Study material:
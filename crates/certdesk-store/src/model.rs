//! ---
//! cd_section: "02-remote-store"
//! cd_subsection: "module"
//! cd_type: "source"
//! cd_scope: "code"
//! cd_description: "Certificate records, upload payloads, and session credentials."
//! cd_version: "v0.0.0-prealpha"
//! cd_owner: "tbd"
//! ---
use std::fmt;

use serde::de::{self, Deserializer};
use serde::{Deserialize, Serialize, Serializer};

use crate::error::{Result, StoreError};

/// One entry of the remote manifest.
#[derive(Debug, Clone, PartialEq, Eq, Serialize, Deserialize)]
#[serde(rename_all = "camelCase")]
pub struct Certificate {
    pub cert_number: String,
    pub issue_date: String,
    pub issued_to_name: String,
    pub image_url: String,
}

/// A certificate as submitted for upload, before its image location is known.
#[derive(Clone)]
pub struct NewCertificate {
    pub cert_number: String,
    pub issue_date: String,
    pub issued_to_name: String,
    /// Client-side file name; only its extension is used.
    pub file_name: String,
    pub image: Vec<u8>,
}

impl NewCertificate {
    /// Check the fields that end up in remote paths. Returns the image extension
    /// including the leading dot, or an empty string when the file has none.
    pub fn validate(&self) -> Result<String> {
        validate_cert_number(&self.cert_number)?;
        if self.image.is_empty() {
            return Err(StoreError::validation("no image file uploaded"));
        }
        image_extension(&self.file_name)
    }
}

impl fmt::Debug for NewCertificate {
    fn fmt(&self, f: &mut fmt::Formatter<'_>) -> fmt::Result {
        f.debug_struct("NewCertificate")
            .field("cert_number", &self.cert_number)
            .field("issue_date", &self.issue_date)
            .field("issued_to_name", &self.issued_to_name)
            .field("file_name", &self.file_name)
            .field("image_bytes", &self.image.len())
            .finish()
    }
}

/// Reject certificate numbers that cannot safely name a remote file.
pub fn validate_cert_number(cert_number: &str) -> Result<()> {
    let trimmed = cert_number.trim();
    if trimmed.is_empty() {
        return Err(StoreError::validation("certNumber is required"));
    }
    if trimmed != cert_number {
        return Err(StoreError::validation(
            "certNumber must not start or end with whitespace",
        ));
    }
    if cert_number == "." || cert_number == ".." {
        return Err(StoreError::validation("certNumber must not be '.' or '..'"));
    }
    if cert_number.contains(['/', '\\']) || cert_number.chars().any(char::is_control) {
        return Err(StoreError::validation(
            "certNumber must not contain path separators or control characters",
        ));
    }
    Ok(())
}

/// Looser check for numbers that only select an existing record. Stored
/// records may carry numbers an upload would refuse today.
pub fn validate_lookup_number(cert_number: &str) -> Result<()> {
    if cert_number.trim().is_empty() {
        return Err(StoreError::validation("certNumber is required"));
    }
    Ok(())
}

/// Extension of an uploaded file name, including the dot.
pub fn image_extension(file_name: &str) -> Result<String> {
    let base = file_name.rsplit(['/', '\\']).next().unwrap_or(file_name);
    let Some((stem, ext)) = base.rsplit_once('.') else {
        return Ok(String::new());
    };
    if stem.is_empty() {
        // dotfile such as ".jpg" with no stem carries no extension
        return Ok(String::new());
    }
    if ext.is_empty() || !ext.chars().all(|c| c.is_ascii_alphanumeric()) {
        return Err(StoreError::validation(format!(
            "unsupported image file extension in '{file_name}'"
        )));
    }
    Ok(format!(".{ext}"))
}

/// Transport security requested for the remote session.
///
/// Accepts `false`/`true` (plain/explicit TLS) or one of the strings
/// `"plain"`, `"explicit"`, `"implicit"`.
#[derive(Debug, Clone, Copy, PartialEq, Eq, Default)]
pub enum SecurityMode {
    #[default]
    Plain,
    /// `AUTH TLS` upgrade of the control connection.
    Explicit,
    /// TLS negotiated immediately on connect.
    Implicit,
}

impl SecurityMode {
    pub fn as_str(&self) -> &'static str {
        match self {
            SecurityMode::Plain => "plain",
            SecurityMode::Explicit => "explicit",
            SecurityMode::Implicit => "implicit",
        }
    }

    pub fn default_port(&self) -> u16 {
        match self {
            SecurityMode::Implicit => 990,
            SecurityMode::Plain | SecurityMode::Explicit => 21,
        }
    }
}

impl Serialize for SecurityMode {
    fn serialize<S: Serializer>(&self, serializer: S) -> std::result::Result<S::Ok, S::Error> {
        serializer.serialize_str(self.as_str())
    }
}

impl<'de> Deserialize<'de> for SecurityMode {
    fn deserialize<D: Deserializer<'de>>(deserializer: D) -> std::result::Result<Self, D::Error> {
        #[derive(Deserialize)]
        #[serde(untagged)]
        enum Raw {
            Flag(bool),
            Named(String),
        }

        match Raw::deserialize(deserializer)? {
            Raw::Flag(false) => Ok(SecurityMode::Plain),
            Raw::Flag(true) => Ok(SecurityMode::Explicit),
            Raw::Named(name) => match name.to_ascii_lowercase().as_str() {
                "plain" | "false" | "" => Ok(SecurityMode::Plain),
                "explicit" | "true" => Ok(SecurityMode::Explicit),
                "implicit" => Ok(SecurityMode::Implicit),
                other => Err(de::Error::custom(format!(
                    "unknown security mode '{other}', expected plain, explicit or implicit"
                ))),
            },
        }
    }
}

fn default_user() -> String {
    "anonymous".to_owned()
}

/// Connection details supplied by the caller on every request. Never stored.
#[derive(Clone, PartialEq, Eq, Serialize, Deserialize)]
pub struct Credentials {
    pub host: String,
    #[serde(default)]
    pub port: Option<u16>,
    #[serde(default = "default_user")]
    pub user: String,
    #[serde(default)]
    pub password: String,
    #[serde(default)]
    pub secure: SecurityMode,
}

impl Credentials {
    pub fn new(host: impl Into<String>, user: impl Into<String>, password: impl Into<String>) -> Self {
        Self {
            host: host.into(),
            port: None,
            user: user.into(),
            password: password.into(),
            secure: SecurityMode::Plain,
        }
    }

    pub fn with_security(mut self, secure: SecurityMode) -> Self {
        self.secure = secure;
        self
    }

    pub fn with_port(mut self, port: u16) -> Self {
        self.port = Some(port);
        self
    }

    /// Port to dial, falling back to the conventional port of the security mode.
    pub fn effective_port(&self) -> u16 {
        self.port.unwrap_or_else(|| self.secure.default_port())
    }

    pub fn validate(&self) -> Result<()> {
        if self.host.trim().is_empty() {
            return Err(StoreError::validation("host is required"));
        }
        if self.port == Some(0) {
            return Err(StoreError::validation("port must be between 1 and 65535"));
        }
        Ok(())
    }
}

impl fmt::Debug for Credentials {
    fn fmt(&self, f: &mut fmt::Formatter<'_>) -> fmt::Result {
        f.debug_struct("Credentials")
            .field("host", &self.host)
            .field("port", &self.effective_port())
            .field("user", &self.user)
            .field("password", &"<redacted>")
            .field("secure", &self.secure)
            .finish()
    }
}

Exercise brief: Return each line of the preceding material in which "uploaded" can be found.

Exercise result:
            return Err(StoreError::validation("no image file uploaded"));
/// Extension of an uploaded file name, including the dot.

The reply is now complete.